DATA IN THIS EXERCISE:

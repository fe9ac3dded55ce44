//! Viewer configuration.

use crate::align::AlignOptions;

/// Options for a [`super::ViewerController`].
#[derive(Debug, Clone)]
pub struct ViewerOptions {
    /// Zoom the first page is rendered at
    pub initial_zoom: f32,

    /// Amount `zoom_in`/`zoom_out` add or remove
    pub zoom_step: f32,

    /// Smallest allowed zoom (must be positive)
    pub min_zoom: f32,

    /// Alignment used when resolving table cells
    pub align: AlignOptions,
}

impl ViewerOptions {
    /// Create new viewer options with defaults.
    pub fn new() -> Self {
        Self::default()
    }

    /// Set the initial zoom.
    pub fn with_initial_zoom(mut self, zoom: f32) -> Self {
        self.initial_zoom = zoom;
        self
    }

    /// Set the zoom step.
    pub fn with_zoom_step(mut self, step: f32) -> Self {
        self.zoom_step = step;
        self
    }

    /// Set the minimum zoom.
    pub fn with_min_zoom(mut self, min_zoom: f32) -> Self {
        self.min_zoom = min_zoom;
        self
    }

    /// Set the table alignment options.
    pub fn with_align(mut self, align: AlignOptions) -> Self {
        self.align = align;
        self
    }

    /// Clamp a zoom to the allowed range. Non-finite input falls back to the
    /// initial zoom.
    pub fn clamp_zoom(&self, zoom: f32) -> f32 {
        let floor = if self.min_zoom.is_finite() && self.min_zoom > 0.0 {
            self.min_zoom
        } else {
            f32::MIN_POSITIVE
        };
        if zoom.is_finite() {
            zoom.max(floor)
        } else {
            self.initial_zoom.max(floor)
        }
    }
}

impl Default for ViewerOptions {
    fn default() -> Self {
        Self {
            initial_zoom: 1.5,
            zoom_step: 0.25,
            min_zoom: 0.25,
            align: AlignOptions::default(),
        }
    }
}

EXERCISE:
Each record above must be restated in full, word for word.

ANSWER TO THE PROBLEM:
repository fe9ac3dded55ce44
//! Viewer configuration.

use crate::align::AlignOptions;

/// Options for a [`super::ViewerController`].
#[derive(Debug, Clone)]
pub struct ViewerOptions {
    /// Zoom the first page is rendered at
    pub initial_zoom: f32,

    /// Amount `zoom_in`/`zoom_out` add or remove
    pub zoom_step: f32,

    /// Smallest allowed zoom (must be positive)
    pub min_zoom: f32,

    /// Alignment used when resolving table cells
    pub align: AlignOptions,
}

impl ViewerOptions {
    /// Create new viewer options with defaults.
    pub fn new() -> Self {
        Self::default()
    }

    /// Set the initial zoom.
    pub fn with_initial_zoom(mut self, zoom: f32) -> Self {
        self.initial_zoom = zoom;
        self
    }

    /// Set the zoom step.
    pub fn with_zoom_step(mut self, step: f32) -> Self {
        self.zoom_step = step;
        self
    }

    /// Set the minimum zoom.
    pub fn with_min_zoom(mut self, min_zoom: f32) -> Self {
        self.min_zoom = min_zoom;
        self
    }

    /// Set the table alignment options.
    pub fn with_align(mut self, align: AlignOptions) -> Self {
        self.align = align;
        self
    }

    /// Clamp a zoom to the allowed range. Non-finite input falls back to the
    /// initial zoom.
    pub fn clamp_zoom(&self, zoom: f32) -> f32 {
        let floor = if self.min_zoom.is_finite() && self.min_zoom > 0.0 {
            self.min_zoom
        } else {
            f32::MIN_POSITIVE
        };
        if zoom.is_finite() {
            zoom.max(floor)
        } else {
            self.initial_zoom.max(floor)
        }
    }
}

impl Default for ViewerOptions {
    fn default() -> Self {
        Self {
            initial_zoom: 1.5,
            zoom_step: 0.25,
            min_zoom: 0.25,
            align: AlignOptions::default(),
        }
    }
}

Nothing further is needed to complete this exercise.